Selon Schumpeter, à l'inverse de qui est désormais admis par nombre de gouvernants, les recettes keynésiennes aggravent durablement le mal en semblant le soigner. Selon lui, à cause du New Deal, « les États-Unis, qui disposaient des meilleurs atouts de récupération rapide, furent précisément le pays où la reprise fut la moins satisfaisante », car « les mesures de cette nature sont, à la longue, incompatibles avec le fonctionnement efficace du régime de l'initiative privée ». Au total comme une formidable boule de neige, le capitalisme nécessite de plus en plus d'efforts pour continuer à avancer. C'est le moment où selon Schumpeter, le socialisme pourrait devenir une alternative quasi naturelle.

Socialisme et libéralisme sont-ils miscibles ?
C'est peut-être l'aspect le moins convaincant de la thèse...

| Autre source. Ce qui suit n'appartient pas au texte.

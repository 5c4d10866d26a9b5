use crate::CLAP_STYLING;
use clap::arg;
use std::path::PathBuf;
use vaultprivacy_lookup::cache::DEFAULT_CACHE_FILE;
use vaultprivacy_lookup::client::DEFAULT_DELAY_MS;
use vaultprivacy_lookup::search::{DEFAULT_ENDPOINT, DEFAULT_TIMEOUT_SECS};

pub fn command_argument_builder() -> clap::Command {
    clap::Command::new("vaultprivacy")
        .version(env!("CARGO_PKG_VERSION"))
        .bin_name("vaultprivacy")
        .about("Analyze privacy risks of services in your Bitwarden vault")
        .after_help(
            "Examples:\n  vaultprivacy vault_export.json\n  vaultprivacy vault_export.csv \
             --output-dir ./reports\n  vaultprivacy vault_export.json --csv-only",
        )
        .styles(CLAP_STYLING)
        .arg(
            arg!(<VAULT_FILE>)
                .help("Path to Bitwarden vault export file (CSV or JSON)")
                .value_parser(clap::value_parser!(PathBuf)),
        )
        .arg(
            arg!(-o --"output-dir" <DIR>)
                .required(false)
                .help("Output directory for reports")
                .value_parser(clap::value_parser!(PathBuf))
                .default_value("."),
        )
        .arg(
            arg!(--"csv-only")
                .required(false)
                .help("Generate only the CSV report")
                .action(clap::ArgAction::SetTrue)
                .conflicts_with("markdown-only"),
        )
        .arg(
            arg!(--"markdown-only")
                .required(false)
                .help("Generate only the Markdown report")
                .action(clap::ArgAction::SetTrue)
                .conflicts_with("csv-only"),
        )
        .arg(
            arg!(-v --"verbose")
                .required(false)
                .help("List domains and lookup results, enable debug logging")
                .action(clap::ArgAction::SetTrue),
        )
        .arg(
            arg!(-q --"quiet")
                .required(false)
                .help("Suppress banner, progress and summary output")
                .action(clap::ArgAction::SetTrue)
                .conflicts_with("verbose"),
        )
        .arg(
            arg!(--"cache" <PATH>)
                .required(false)
                .help("Rating cache file (~ is expanded)")
                .default_value(DEFAULT_CACHE_FILE),
        )
        .arg(
            arg!(--"endpoint" <URL>)
                .required(false)
                .help("ToS;DR search endpoint")
                .default_value(DEFAULT_ENDPOINT),
        )
        .arg(
            arg!(--"timeout" <SECONDS>)
                .required(false)
                .help(format!("Request timeout in seconds [default: {}]", DEFAULT_TIMEOUT_SECS))
                .value_parser(clap::value_parser!(u64).range(1..)),
        )
        .arg(
            arg!(--"delay-ms" <MS>)
                .required(false)
                .help(format!(
                    "Pause after each uncached lookup, in milliseconds [default: {}]",
                    DEFAULT_DELAY_MS
                ))
                .value_parser(clap::value_parser!(u64)),
        )
        .arg(
            arg!(--"suffixes" <PATH>)
                .required(false)
                .help("Extra multi-part public suffixes, one per line (e.g. co.nz)")
                .value_parser(clap::value_parser!(PathBuf)),
        )
}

Qui tente en effet de démontrer que le socialisme, auquel il faudrait se résoudre par la force des choses, pourrait être viable économiquement et compatible avec une certaine forme de démocratie. Mais pour le coup on a quelque difficulté à suivre. Car on voit mal comment, sur les ruines d'un système amolli par les délices de Capoue, épuisé par les déficits et rongé par la bureaucratie, le socialisme classique, englué dans ses dogmes idéologiques, pourrait apporter une vigueur nouvelle. D'ailleurs Schumpeter ne semble pas vraiment y croire. Il se défend avec insistance de souhaiter cette issue, et il ébauche par touches successives, un socialisme assez peu conventionnel, qui n'oublierait pas que « la démocratie moderne est un produit du processus capitaliste », « qui ne serait pas incompatible avec la décentralisation du pouvoir de décision », « qui permettrait d'éviter l'Etat omnipotent », et qui n'exclurait « pas nécessairement l'emploi des mécanismes concurrentiels », voire qui accepterait « qu'une large frange d'activités continue indéfiniment à être le théâtre de combinaisons, de compromis entre le secteur public et le secteur privé ».

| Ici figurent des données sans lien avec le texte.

// Tests for report generation functionality

use chrono::{Local, TimeZone};
use std::path::Path;
use tempfile::TempDir;
use vaultprivacy_core::report::{
    ReportFormat, ReportSummary, generate_csv_report, generate_markdown_report, save_report,
};
use vaultprivacy_lookup::{Grade, RatingRecord};

fn record(domain: &str, grade: Grade, service_id: Option<i64>, name: &str) -> RatingRecord {
    RatingRecord {
        domain: domain.to_string(),
        grade,
        service_id,
        name: name.to_string(),
    }
}

fn sample_records() -> Vec<RatingRecord> {
    vec![
        record("google.com", Grade::E, Some(217), "Google"),
        record("github.com", Grade::B, Some(297), "GitHub"),
        RatingRecord::unknown("example.com"),
        record("facebook.com", Grade::E, Some(182), "Facebook"),
        record("duckduckgo.com", Grade::A, Some(222), "DuckDuckGo"),
    ]
}

// ============================================================================
// Report Format Tests
// ============================================================================

#[test]
fn test_report_format_selection() {
    assert_eq!(
        ReportFormat::selected(false, false),
        vec![ReportFormat::Csv, ReportFormat::Markdown]
    );
    assert_eq!(ReportFormat::selected(true, false), vec![ReportFormat::Csv]);
    assert_eq!(ReportFormat::selected(false, true), vec![ReportFormat::Markdown]);
}

#[test]
fn test_report_paths_use_vault_stem() {
    let out = Path::new("/tmp/reports");
    let vault = Path::new("/home/me/bitwarden_export.json");

    assert_eq!(
        ReportFormat::Csv.output_path(out, vault),
        out.join("vault_privacy_analysis_bitwarden_export.csv")
    );
    assert_eq!(
        ReportFormat::Markdown.output_path(out, vault),
        out.join("vault_privacy_summary_bitwarden_export.md")
    );
}

// ============================================================================
// Summary Tests
// ============================================================================

#[test]
fn test_summary_counts() {
    let summary = ReportSummary::from_records(&sample_records());

    assert_eq!(summary.total, 5);
    assert_eq!(summary.found, 4);
    assert_eq!(summary.unknown, 1);
    assert_eq!(summary.count(Grade::E), 2);
    assert_eq!(summary.count(Grade::C), 0);
    assert!((summary.percentage(summary.found) - 80.0).abs() < f64::EPSILON);
}

// ============================================================================
// CSV Tests
// ============================================================================

#[test]
fn test_csv_report_rows() {
    let csv = generate_csv_report(&sample_records()).unwrap();
    let lines: Vec<&str> = csv.lines().collect();

    assert_eq!(lines[0], "service,domain,grade,service_id,status");
    assert_eq!(lines[1], "Google,google.com,E,217,Found");
    assert_eq!(lines[3], "example.com,example.com,Unknown,,Unknown");
    assert_eq!(lines.len(), 6);
}

#[test]
fn test_csv_report_quotes_commas_in_names() {
    let records = vec![record("acme.com", Grade::C, Some(9), "Acme, Inc.")];
    let csv = generate_csv_report(&records).unwrap();

    assert!(csv.contains("\"Acme, Inc.\",acme.com,C,9,Found"));
}

#[test]
fn test_csv_report_empty() {
    let csv = generate_csv_report(&[]).unwrap();
    assert_eq!(csv, "service,domain,grade,service_id,status\n");
}

// ============================================================================
// Markdown Tests
// ============================================================================

#[test]
fn test_markdown_report_sections() {
    let generated_at = Local.with_ymd_and_hms(2024, 1, 15, 9, 30, 0).unwrap();
    let report = generate_markdown_report(&sample_records(), &generated_at);

    assert!(report.starts_with("# VaultPrivacy Analysis Report"));
    assert!(report.contains("**Generated:** 2024-01-15 09:30:00"));
    assert!(report.contains("**Total Services Analyzed:** 5"));
    assert!(report.contains("- **Rated Services:** 4 (80.0%)"));
    assert!(report.contains("- **Unknown Services:** 1 (20.0%)"));
    assert!(report.contains("- **2 services** have very poor privacy practices (Grade E)"));
    assert!(!report.contains("(Grade D)"));
    assert!(report.contains("| E | 2 | 40.0% |"));
    assert!(report.contains("| Unknown | 1 | 20.0% |"));
    assert!(report.contains("## Services with Poor Privacy Practices"));
    assert!(report.contains("## Complete Service Analysis"));
}

#[test]
fn test_markdown_complete_table_is_sorted() {
    let generated_at = Local.with_ymd_and_hms(2024, 1, 15, 9, 30, 0).unwrap();
    let report = generate_markdown_report(&sample_records(), &generated_at);

    let table = report
        .split("## Complete Service Analysis")
        .nth(1)
        .unwrap();
    let duck = table.find("| DuckDuckGo |").unwrap();
    let github = table.find("| GitHub |").unwrap();
    let facebook = table.find("| Facebook |").unwrap();
    let google = table.find("| Google |").unwrap();
    let example = table.find("| example.com |").unwrap();

    assert!(duck < github);
    assert!(github < facebook);
    assert!(facebook < google);
    assert!(google < example);
    assert!(table.contains("| example.com | example.com | Unknown |  | Unknown |"));
}

#[test]
fn test_markdown_without_risky_services() {
    let generated_at = Local.with_ymd_and_hms(2024, 1, 15, 9, 30, 0).unwrap();
    let records = vec![record("github.com", Grade::B, Some(297), "GitHub")];
    let report = generate_markdown_report(&records, &generated_at);

    assert!(!report.contains("## Services with Poor Privacy Practices"));
    assert!(report.contains("| B | 1 | 100.0% |"));
}

#[test]
fn test_markdown_empty_records() {
    let generated_at = Local.with_ymd_and_hms(2024, 1, 15, 9, 30, 0).unwrap();
    let report = generate_markdown_report(&[], &generated_at);

    assert!(report.contains("- **Rated Services:** 0 (0.0%)"));
    assert!(report.contains("*Generated by VaultPrivacy v"));
}

#[test]
fn test_save_report() -> Result<(), Box<dyn std::error::Error>> {
    let dir = TempDir::new()?;
    let path = dir.path().join("report.md");

    save_report("# hello\n", &path)?;
    assert_eq!(std::fs::read_to_string(&path)?, "# hello\n");
    Ok(())
}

En somme, au terme de beaucoup d'expectatives devant ces démonstrations déroutantes, j'en suis arrivé à la conclusion que Schumpeter avait fort bien décrit les mécanismes d'usure et de perversion progressives du capitalisme tels qu'on les voit en action sous nos yeux.
Mais qu'en fait d'évolution inéluctable vers le socialisme, il n'avait fait qu'envisager de manière assez elliptique, un retour à une forme de libéralisme proche de celui des origines, celui du self-government, celui des petits propriétaires, « des détaillants et des petits industriels ». Cette vision a sans doute quelque chose d'utopique mais pourrait contenir également les germes d'une espèce d'humanisme socio-économique, préservant la liberté, la fraternité, et l'égalité, non des conditions, mais des droits et des chances... Tout est question de définition.